Activity: Find the line containing "for this pool.". Reproduce it and every line after it up to the end of the records, exactly as written.

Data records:
::::::::::
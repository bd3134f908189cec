//! Ledger account identities touched by the engine.

use serde::{Deserialize, Serialize};

use super::{Address, SwapDirection};

/// A token account: the balance `owner` holds of `mint`.
///
/// The ledger keys balances by this pair, so every user has at most one
/// account per mint, the same shape as an associated token account.
#[derive(Debug, Clone, Copy, PartialEq, Eq, PartialOrd, Ord, Hash, Serialize, Deserialize)]
pub struct TokenAccount {
    /// Principal allowed to debit the account.
    pub owner: Address,
    /// Mint the balance is denominated in.
    pub mint: Address,
}

impl TokenAccount {
    /// Creates a token account identity.
    #[must_use]
    pub const fn new(owner: Address, mint: Address) -> Self {
        Self { owner, mint }
    }
}

/// The ledger entries a pool owns.
///
/// `config` is the pool's identity and also the authority over both
/// vaults and the LP mint.
#[derive(Debug, Clone, Copy, PartialEq, Eq, Hash, Serialize, Deserialize)]
pub struct PoolAccounts {
    /// Pool identity and vault/mint authority.
    pub config: Address,
    /// LP mint, derived from `config`.
    pub lp_mint: Address,
    /// Vault holding `reserve_x`.
    pub vault_x: TokenAccount,
    /// Vault holding `reserve_y`.
    pub vault_y: TokenAccount,
}

impl PoolAccounts {
    /// Returns `(vault_in, vault_out)` for a swap in `direction`.
    #[must_use]
    pub const fn vaults(&self, direction: SwapDirection) -> (TokenAccount, TokenAccount) {
        match direction {
            SwapDirection::XToY => (self.vault_x, self.vault_y),
            SwapDirection::YToX => (self.vault_y, self.vault_x),
        }
    }

    /// A user's LP token account for this pool.
    #[must_use]
    pub const fn lp_account(&self, owner: Address) -> TokenAccount {
        TokenAccount::new(owner, self.lp_mint)
    }
}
::::::::::
Final answer:
    /// A user's LP token account for this pool.
    #[must_use]
    pub const fn lp_account(&self, owner: Address) -> TokenAccount {
        TokenAccount::new(owner, self.lp_mint)
    }
}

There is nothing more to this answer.